Exercise goal: Report every line from the material that contains the word "button".

---------- Records to use

//! Client agent integration: boot from streamed HTML, event delegation,
//! surgical updates, and the parse/serialize round trip.

use std::sync::Arc;

use serde_json::json;

use weaver_client::{ClientAgent, Dom};
use weaver_logic::{
    sync_logic, Executor, Loader, MapResolver, Side, WorkerPool,
};
use weaver_render::{render_to_string, RenderCtx, RenderSession};
use weaver_signal::{
    computed, el, handler, logic, mutator, state, text, IdScope, Registry, Vnode,
};

// ---------------------------------------------------------------------------
// Fixtures
// ---------------------------------------------------------------------------

fn isomorphic_resolver() -> MapResolver {
    MapResolver::new()
        .with_module(
            "/logic/double.js",
            sync_logic(|args| Ok(json!(args[0].value().as_i64().unwrap_or(0) * 2))),
        )
        .with_module(
            "/logic/inc.js",
            sync_logic(|args| {
                let current = args[1].value().as_i64().unwrap_or(0);
                args[1].set(json!(current + 1))?;
                Ok(json!(null))
            }),
        )
}

fn server_executor(resolver: MapResolver) -> Executor {
    let resolver: Arc<dyn weaver_logic::ModuleResolver> = Arc::new(resolver);
    let workers = Arc::new(WorkerPool::new(resolver.clone(), 1_000));
    Executor::new(Registry::default(), Arc::new(Loader::new(Side::Server, resolver, workers)))
}

fn client_loader(resolver: MapResolver) -> Loader {
    let resolver: Arc<dyn weaver_logic::ModuleResolver> = Arc::new(resolver);
    let workers = Arc::new(WorkerPool::new(resolver.clone(), 1_000));
    Loader::new(Side::Client, resolver, workers)
}

// ---------------------------------------------------------------------------
// Round trip (property 3)
// ---------------------------------------------------------------------------

#[tokio::test]
async fn parse_then_serialize_preserves_rendered_html() {
    let scope = IdScope::new("roundtrip");
    let count = state(&scope, 7);
    let root: Vnode = el("div")
        .attr("class", "a&b")
        .child(el("img").attr("src", "/x.png"))
        .child(text("1 < 2"))
        .child(&count)
        .into();

    let ctx = RenderCtx::new(server_executor(MapResolver::new()));
    let html = render_to_string(ctx, root).await;

    let dom = Dom::parse(&html).unwrap();
    assert_eq!(dom.to_html(), html);
}

// ---------------------------------------------------------------------------
// Boot + synthesised update (S1)
// ---------------------------------------------------------------------------

#[tokio::test]
async fn booted_client_applies_updates_and_recomputes_dependents() {
    let scope = IdScope::new("counter");
    let count = state(&scope, 0);
    let dbl = logic("/logic/double.js").arity(1).build();
    let doubled = computed(&dbl, &[count.clone()]).unwrap();

    let root: Vnode = el("div")
        .child(text("count="))
        .child(&count)
        .child(text(", doubled="))
        .child(&doubled)
        .into();
    let html = render_to_string(RenderCtx::new(server_executor(isomorphic_resolver())), root)
        .await;

    let mut agent = ClientAgent::boot(&html, client_loader(isomorphic_resolver()))
        .await
        .unwrap();

    // The boot registry mirrors the server's definitions.
    assert!(agent.registry().contains(count.id()));
    assert!(agent.registry().contains(doubled.id()));
    assert_eq!(agent.region_text(count.id()).as_deref(), Some("0"));

    agent.apply_update(count.id(), json!(5)).await.unwrap();
    assert_eq!(agent.region_text(count.id()).as_deref(), Some("5"));
    assert_eq!(agent.region_text(doubled.id()).as_deref(), Some("10"));
}

// ---------------------------------------------------------------------------
// Handler reactivity (S4)
// ---------------------------------------------------------------------------

#[tokio::test]
async fn three_clicks_leave_the_counter_at_three() {
    let scope = IdScope::new("clicks");
    let count = state(&scope, 0);
    let inc = logic("/logic/inc.js").arity(2).build();
    let on_click = handler(&inc, &[mutator(&count).unwrap()]).unwrap();

    let root: Vnode = el("div")
        .child(el("button").on("click", &on_click).child(text("+1")))
        .child(el("span").child(&count))
        .into();
    let html = render_to_string(RenderCtx::new(server_executor(isomorphic_resolver())), root)
        .await;

    let mut agent = ClientAgent::boot(&html, client_loader(isomorphic_resolver()))
        .await
        .unwrap();

    let button = agent
        .with_dom(|dom| dom.find_by_attr("data-w-onclick", on_click.id()))
        .expect("button carries the handler binding");
    for expected in 1..=3 {
        let handled = agent
            .dispatch_dom_event(button, "click", json!({"type": "click"}))
            .await
            .unwrap();
        assert!(handled);
        assert_eq!(
            agent.region_text(count.id()).as_deref(),
            Some(expected.to_string().as_str()),
            "DOM reflects each intermediate value"
        );
    }
}

#[tokio::test]
async fn events_without_a_binding_are_ignored() {
    let scope = IdScope::new("clicks");
    let count = state(&scope, 0);
    let root: Vnode = el("div").child(el("span").child(&count)).into();
    let html = render_to_string(RenderCtx::new(server_executor(MapResolver::new())), root)
        .await;

    let mut agent = ClientAgent::boot(&html, client_loader(MapResolver::new()))
        .await
        .unwrap();
    let span = agent.with_dom(|dom| dom.find_tag("span")).unwrap();
    let handled = agent
        .dispatch_dom_event(span, "click", json!({"type": "click"}))
        .await
        .unwrap();
    assert!(!handled);
}

// ---------------------------------------------------------------------------
// Delegation walks ancestors
// ---------------------------------------------------------------------------

#[tokio::test]
async fn delegated_events_bubble_to_the_bound_ancestor() {
    let scope = IdScope::new("bubble");
    let count = state(&scope, 0);
    let inc = logic("/logic/inc.js").arity(2).build();
    let on_click = handler(&inc, &[mutator(&count).unwrap()]).unwrap();

    let root: Vnode = el("div")
        .on("click", &on_click)
        .child(el("button").child(el("b").child(text("deep"))))
        .child(&count)
        .into();
    let html = render_to_string(RenderCtx::new(server_executor(isomorphic_resolver())), root)
        .await;

    let mut agent = ClientAgent::boot(&html, client_loader(isomorphic_resolver()))
        .await
        .unwrap();
    let deep = agent.with_dom(|dom| dom.find_tag("b")).unwrap();
    let handled = agent
        .dispatch_dom_event(deep, "click", json!({"type": "click"}))
        .await
        .unwrap();
    assert!(handled);
    assert_eq!(agent.region_text(count.id()).as_deref(), Some("1"));
}

// ---------------------------------------------------------------------------
// Attribute bindings
// ---------------------------------------------------------------------------

#[tokio::test]
async fn updates_touch_bound_attributes() {
    let scope = IdScope::new("attrs");
    let theme = state(&scope, "dark");
    let root: Vnode = el("div")
        .child(el("section").bind("className", &theme).child(text("body")))
        .into();
    let html = render_to_string(RenderCtx::new(server_executor(MapResolver::new())), root)
        .await;

    let mut agent = ClientAgent::boot(&html, client_loader(MapResolver::new()))
        .await
        .unwrap();

    agent.apply_update(theme.id(), json!("light")).await.unwrap();
    let section = agent.with_dom(|dom| dom.find_tag("section")).unwrap();
    agent.with_dom(|dom| {
        assert_eq!(dom.attr(section, "class"), Some("light"));
    });
}

// ---------------------------------------------------------------------------
// Post-stream follow-ups replay at boot
// ---------------------------------------------------------------------------

#[tokio::test]
async fn deferred_follow_up_scripts_are_applied_during_boot() {
    let scope = IdScope::new("replay");
    let count = state(&scope, 5);
    let slow = logic("/logic/slow.js").arity(1).timeout_ms(0).build();
    let doubled = computed(&slow, &[count.clone()]).unwrap();
    let root: Vnode = el("div").child(&doubled).into();

    let resolver = MapResolver::new().with_module(
        "/logic/slow.js",
        weaver_logic::async_logic(|args: Vec<weaver_logic::Arg>| async move {
            tokio::time::sleep(std::time::Duration::from_millis(10)).await;
            Ok(json!(args[0].value().as_i64().unwrap_or(0) * 2))
        }),
    );
    // Full response: initial empty region + post-stream follow-up script.
    let html = RenderSession::new(server_executor(resolver)).into_string(root).await;
    assert!(html.contains(r#""kind":"signal-update""#));

    let agent = ClientAgent::boot(&html, client_loader(MapResolver::new()))
        .await
        .unwrap();
    // The replayed update landed in the region.
    assert_eq!(agent.region_text(doubled.id()).as_deref(), Some("10"));
}

// ---------------------------------------------------------------------------
// Suspense swap
// ---------------------------------------------------------------------------

#[tokio::test]
async fn suspense_swaps_children_in_once_pending_deps_resolve() {
    let scope = IdScope::new("swap");
    let count = state(&scope, 5);
    let slow = logic("/logic/slow.js").arity(1).timeout_ms(0).build();
    let doubled = computed(&slow, &[count.clone()]).unwrap();
    let boundary = weaver_signal::suspense(
        el("div").child(text("Loading")).into(),
        el("p").child(text("value: ")).child(&doubled).into(),
    );
    let root: Vnode = el("main").child(&boundary).into();

    let resolver = MapResolver::new().with_module(
        "/logic/slow.js",
        weaver_logic::async_logic(|args: Vec<weaver_logic::Arg>| async move {
            tokio::time::sleep(std::time::Duration::from_millis(10)).await;
            Ok(json!(args[0].value().as_i64().unwrap_or(0) * 2))
        }),
    );
    let html = RenderSession::new(server_executor(resolver)).into_string(root).await;
    // Streamed with the fallback showing.
    assert!(html.contains("Loading"));

    let agent = ClientAgent::boot(&html, client_loader(MapResolver::new()))
        .await
        .unwrap();

    // Boot replayed the follow-up, so the boundary swapped to its children
    // and the inner region carries the resolved value.
    let region = agent.region_text(boundary.id()).unwrap();
    assert!(region.contains("value: "), "children swapped in: {region}");
    assert!(!region.contains("Loading"));
    assert_eq!(agent.region_text(doubled.id()).as_deref(), Some("10"));
}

--------------------

Reply:
        .child(el("button").on("click", &on_click).child(text("+1")))
    let button = agent
        .expect("button carries the handler binding");
            .dispatch_dom_event(button, "click", json!({"type": "click"}))
        .child(el("button").child(el("b").child(text("deep"))))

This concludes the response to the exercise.